**ABOUT THIS EXERCISE:** The lines to reproduce run from the one containing "which is not" to the end of the listing. Reproduce them exactly, both ends included, and nothing else.
++++++++
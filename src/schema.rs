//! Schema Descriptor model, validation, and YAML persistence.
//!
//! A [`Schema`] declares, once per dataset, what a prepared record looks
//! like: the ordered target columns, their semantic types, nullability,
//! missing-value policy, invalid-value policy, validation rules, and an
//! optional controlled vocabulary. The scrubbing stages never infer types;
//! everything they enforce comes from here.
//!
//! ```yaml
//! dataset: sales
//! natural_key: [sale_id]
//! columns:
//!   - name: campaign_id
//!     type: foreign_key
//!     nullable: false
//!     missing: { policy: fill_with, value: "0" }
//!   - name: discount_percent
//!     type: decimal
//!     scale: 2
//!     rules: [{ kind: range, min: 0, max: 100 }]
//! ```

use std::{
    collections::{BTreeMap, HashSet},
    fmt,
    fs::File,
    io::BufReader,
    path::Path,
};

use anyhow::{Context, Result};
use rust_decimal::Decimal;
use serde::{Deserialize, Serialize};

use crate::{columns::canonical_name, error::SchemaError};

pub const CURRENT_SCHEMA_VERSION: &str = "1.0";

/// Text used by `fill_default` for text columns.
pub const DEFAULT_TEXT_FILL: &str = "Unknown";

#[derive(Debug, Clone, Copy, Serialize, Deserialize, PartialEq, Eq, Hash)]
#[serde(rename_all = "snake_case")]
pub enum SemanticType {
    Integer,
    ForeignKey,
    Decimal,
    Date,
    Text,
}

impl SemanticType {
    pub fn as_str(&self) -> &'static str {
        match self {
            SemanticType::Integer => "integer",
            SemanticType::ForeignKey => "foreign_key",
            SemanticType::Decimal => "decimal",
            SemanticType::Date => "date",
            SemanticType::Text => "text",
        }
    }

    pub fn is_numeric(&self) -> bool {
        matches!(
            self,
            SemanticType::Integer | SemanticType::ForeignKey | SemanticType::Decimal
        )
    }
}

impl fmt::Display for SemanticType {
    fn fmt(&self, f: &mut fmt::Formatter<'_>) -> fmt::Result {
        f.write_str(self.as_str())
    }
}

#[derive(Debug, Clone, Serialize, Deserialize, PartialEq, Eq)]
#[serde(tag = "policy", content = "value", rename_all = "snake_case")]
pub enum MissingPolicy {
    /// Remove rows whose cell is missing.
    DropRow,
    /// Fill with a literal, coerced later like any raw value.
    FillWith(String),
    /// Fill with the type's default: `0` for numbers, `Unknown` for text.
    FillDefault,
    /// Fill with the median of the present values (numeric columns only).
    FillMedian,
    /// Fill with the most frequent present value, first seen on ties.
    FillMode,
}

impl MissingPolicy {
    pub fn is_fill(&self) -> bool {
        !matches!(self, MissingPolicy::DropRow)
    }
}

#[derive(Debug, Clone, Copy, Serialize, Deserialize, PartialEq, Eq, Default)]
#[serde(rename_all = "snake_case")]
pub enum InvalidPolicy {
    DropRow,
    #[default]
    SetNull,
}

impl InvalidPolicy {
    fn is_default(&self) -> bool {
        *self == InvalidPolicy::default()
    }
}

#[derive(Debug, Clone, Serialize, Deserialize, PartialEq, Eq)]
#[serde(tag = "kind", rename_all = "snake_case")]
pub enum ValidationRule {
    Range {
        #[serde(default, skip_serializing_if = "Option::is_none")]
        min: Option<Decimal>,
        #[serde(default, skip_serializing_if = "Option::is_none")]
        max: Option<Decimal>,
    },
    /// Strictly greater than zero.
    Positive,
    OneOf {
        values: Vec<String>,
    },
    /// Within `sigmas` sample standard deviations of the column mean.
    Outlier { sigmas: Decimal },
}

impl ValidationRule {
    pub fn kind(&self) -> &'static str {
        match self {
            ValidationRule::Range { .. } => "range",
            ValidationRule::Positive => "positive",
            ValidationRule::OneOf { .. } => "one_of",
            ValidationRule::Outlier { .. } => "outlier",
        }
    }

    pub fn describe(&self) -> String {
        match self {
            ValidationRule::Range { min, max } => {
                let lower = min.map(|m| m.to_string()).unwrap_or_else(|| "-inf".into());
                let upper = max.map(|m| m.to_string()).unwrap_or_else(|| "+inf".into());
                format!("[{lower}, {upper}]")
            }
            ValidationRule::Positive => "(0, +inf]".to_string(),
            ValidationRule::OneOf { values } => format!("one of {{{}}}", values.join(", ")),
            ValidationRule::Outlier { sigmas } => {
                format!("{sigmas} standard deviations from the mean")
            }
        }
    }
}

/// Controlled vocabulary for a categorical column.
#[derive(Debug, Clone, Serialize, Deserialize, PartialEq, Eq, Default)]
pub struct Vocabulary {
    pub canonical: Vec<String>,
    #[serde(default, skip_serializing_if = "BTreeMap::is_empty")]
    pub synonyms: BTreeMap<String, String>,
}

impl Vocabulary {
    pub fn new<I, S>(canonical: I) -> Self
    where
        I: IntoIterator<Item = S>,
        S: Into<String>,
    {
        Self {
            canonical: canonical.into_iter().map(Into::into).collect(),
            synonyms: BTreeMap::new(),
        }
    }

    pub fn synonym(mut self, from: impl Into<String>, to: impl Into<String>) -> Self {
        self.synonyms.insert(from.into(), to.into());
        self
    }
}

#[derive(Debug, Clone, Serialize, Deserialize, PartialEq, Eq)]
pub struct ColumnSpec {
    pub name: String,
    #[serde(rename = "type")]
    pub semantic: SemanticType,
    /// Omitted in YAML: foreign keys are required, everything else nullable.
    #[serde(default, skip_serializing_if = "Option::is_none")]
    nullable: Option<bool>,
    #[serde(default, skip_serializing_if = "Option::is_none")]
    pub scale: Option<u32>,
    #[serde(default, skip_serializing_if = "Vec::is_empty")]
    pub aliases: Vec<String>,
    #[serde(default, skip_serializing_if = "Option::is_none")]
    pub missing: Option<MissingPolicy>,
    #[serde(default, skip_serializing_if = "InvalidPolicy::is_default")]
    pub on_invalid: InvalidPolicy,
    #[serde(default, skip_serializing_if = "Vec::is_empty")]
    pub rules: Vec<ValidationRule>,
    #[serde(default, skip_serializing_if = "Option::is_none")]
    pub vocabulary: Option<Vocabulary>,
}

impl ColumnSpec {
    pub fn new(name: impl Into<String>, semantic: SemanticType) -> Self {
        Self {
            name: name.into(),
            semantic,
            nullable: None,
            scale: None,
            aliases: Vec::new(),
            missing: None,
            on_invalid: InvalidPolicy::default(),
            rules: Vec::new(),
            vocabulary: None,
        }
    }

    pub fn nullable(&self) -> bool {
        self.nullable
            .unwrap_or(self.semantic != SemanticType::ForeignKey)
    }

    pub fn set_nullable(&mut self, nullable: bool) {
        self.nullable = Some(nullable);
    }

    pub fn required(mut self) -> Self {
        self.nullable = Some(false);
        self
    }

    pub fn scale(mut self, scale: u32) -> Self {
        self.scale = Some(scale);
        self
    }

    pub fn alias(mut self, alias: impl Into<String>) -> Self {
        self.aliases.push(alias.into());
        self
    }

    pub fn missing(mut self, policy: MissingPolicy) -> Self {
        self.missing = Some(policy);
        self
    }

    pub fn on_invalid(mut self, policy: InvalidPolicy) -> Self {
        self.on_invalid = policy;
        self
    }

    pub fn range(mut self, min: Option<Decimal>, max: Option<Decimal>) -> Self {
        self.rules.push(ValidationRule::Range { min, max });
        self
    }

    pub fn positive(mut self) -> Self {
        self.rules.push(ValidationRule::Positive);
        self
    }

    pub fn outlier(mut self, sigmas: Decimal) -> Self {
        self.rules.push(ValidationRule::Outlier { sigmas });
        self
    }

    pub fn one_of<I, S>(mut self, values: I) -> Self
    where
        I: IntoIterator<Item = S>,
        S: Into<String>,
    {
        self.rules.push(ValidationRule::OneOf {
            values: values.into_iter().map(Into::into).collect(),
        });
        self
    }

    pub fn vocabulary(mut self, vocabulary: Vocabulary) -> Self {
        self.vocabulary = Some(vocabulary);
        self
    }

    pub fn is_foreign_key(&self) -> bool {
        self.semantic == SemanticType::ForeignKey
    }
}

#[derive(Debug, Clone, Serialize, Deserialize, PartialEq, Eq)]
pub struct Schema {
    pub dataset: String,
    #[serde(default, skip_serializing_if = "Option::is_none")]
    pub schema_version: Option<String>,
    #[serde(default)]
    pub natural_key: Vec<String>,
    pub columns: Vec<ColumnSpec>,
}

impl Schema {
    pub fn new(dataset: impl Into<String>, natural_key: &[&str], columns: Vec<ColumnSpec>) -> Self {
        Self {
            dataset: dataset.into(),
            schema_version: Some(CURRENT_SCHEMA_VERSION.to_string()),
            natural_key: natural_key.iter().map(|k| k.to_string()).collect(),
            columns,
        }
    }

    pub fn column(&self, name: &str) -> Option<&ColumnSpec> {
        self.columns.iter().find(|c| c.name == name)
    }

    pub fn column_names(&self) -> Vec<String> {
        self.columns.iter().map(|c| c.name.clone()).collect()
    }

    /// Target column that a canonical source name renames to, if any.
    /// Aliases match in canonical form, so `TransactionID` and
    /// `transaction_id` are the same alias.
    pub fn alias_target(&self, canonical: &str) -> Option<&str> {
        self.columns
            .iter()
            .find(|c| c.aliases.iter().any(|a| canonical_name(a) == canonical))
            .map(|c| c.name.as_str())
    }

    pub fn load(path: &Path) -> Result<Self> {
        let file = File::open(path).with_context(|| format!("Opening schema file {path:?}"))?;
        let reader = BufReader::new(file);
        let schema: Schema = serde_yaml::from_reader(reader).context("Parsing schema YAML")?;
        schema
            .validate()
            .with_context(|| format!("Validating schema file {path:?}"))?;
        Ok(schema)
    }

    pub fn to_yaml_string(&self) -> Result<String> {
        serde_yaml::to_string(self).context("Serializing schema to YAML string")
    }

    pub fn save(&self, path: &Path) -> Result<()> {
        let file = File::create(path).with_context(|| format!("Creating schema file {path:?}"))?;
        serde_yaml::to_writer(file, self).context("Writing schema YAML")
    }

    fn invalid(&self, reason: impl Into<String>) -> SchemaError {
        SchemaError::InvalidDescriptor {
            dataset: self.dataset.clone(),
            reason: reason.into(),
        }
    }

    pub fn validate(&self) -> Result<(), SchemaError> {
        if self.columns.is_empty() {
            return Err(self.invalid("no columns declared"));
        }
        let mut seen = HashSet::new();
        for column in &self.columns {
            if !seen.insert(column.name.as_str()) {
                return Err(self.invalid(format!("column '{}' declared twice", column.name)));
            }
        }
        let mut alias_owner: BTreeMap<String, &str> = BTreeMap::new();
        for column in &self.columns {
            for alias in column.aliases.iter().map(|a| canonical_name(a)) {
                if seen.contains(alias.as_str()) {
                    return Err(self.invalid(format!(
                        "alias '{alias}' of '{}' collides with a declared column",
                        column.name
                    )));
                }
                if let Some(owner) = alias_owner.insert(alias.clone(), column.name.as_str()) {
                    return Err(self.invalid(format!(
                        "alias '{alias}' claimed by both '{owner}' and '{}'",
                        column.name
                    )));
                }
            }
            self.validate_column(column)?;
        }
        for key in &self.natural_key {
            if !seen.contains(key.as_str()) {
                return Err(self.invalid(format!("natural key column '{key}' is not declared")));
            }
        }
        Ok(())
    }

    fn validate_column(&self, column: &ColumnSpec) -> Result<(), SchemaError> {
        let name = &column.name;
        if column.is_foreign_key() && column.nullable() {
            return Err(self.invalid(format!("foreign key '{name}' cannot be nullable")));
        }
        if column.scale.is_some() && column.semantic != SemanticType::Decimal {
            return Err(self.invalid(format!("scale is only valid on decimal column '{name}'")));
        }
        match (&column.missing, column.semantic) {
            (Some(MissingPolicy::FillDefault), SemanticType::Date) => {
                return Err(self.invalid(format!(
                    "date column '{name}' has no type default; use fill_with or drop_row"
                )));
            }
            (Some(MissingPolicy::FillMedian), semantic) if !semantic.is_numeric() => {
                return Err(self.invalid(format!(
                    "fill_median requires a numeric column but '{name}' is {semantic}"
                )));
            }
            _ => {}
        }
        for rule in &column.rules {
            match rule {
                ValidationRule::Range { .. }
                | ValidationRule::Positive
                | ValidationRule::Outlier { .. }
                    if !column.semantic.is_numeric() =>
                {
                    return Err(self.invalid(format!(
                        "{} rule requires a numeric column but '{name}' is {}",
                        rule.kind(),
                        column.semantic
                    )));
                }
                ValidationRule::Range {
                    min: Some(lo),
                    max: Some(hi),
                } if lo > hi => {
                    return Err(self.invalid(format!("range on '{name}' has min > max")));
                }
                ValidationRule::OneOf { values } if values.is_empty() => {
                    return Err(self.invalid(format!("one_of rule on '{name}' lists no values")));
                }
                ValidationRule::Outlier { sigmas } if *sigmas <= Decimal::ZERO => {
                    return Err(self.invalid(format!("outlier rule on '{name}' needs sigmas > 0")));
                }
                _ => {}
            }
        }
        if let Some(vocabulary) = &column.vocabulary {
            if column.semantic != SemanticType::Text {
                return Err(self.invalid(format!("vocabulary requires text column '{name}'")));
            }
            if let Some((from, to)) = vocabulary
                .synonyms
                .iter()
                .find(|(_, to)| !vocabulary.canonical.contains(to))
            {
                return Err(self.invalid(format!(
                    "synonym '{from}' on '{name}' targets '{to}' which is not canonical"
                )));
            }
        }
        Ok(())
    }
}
++++++++
**WRITTEN REPLY:**
                    "synonym '{from}' on '{name}' targets '{to}' which is not canonical"
                )));
            }
        }
        Ok(())
    }
}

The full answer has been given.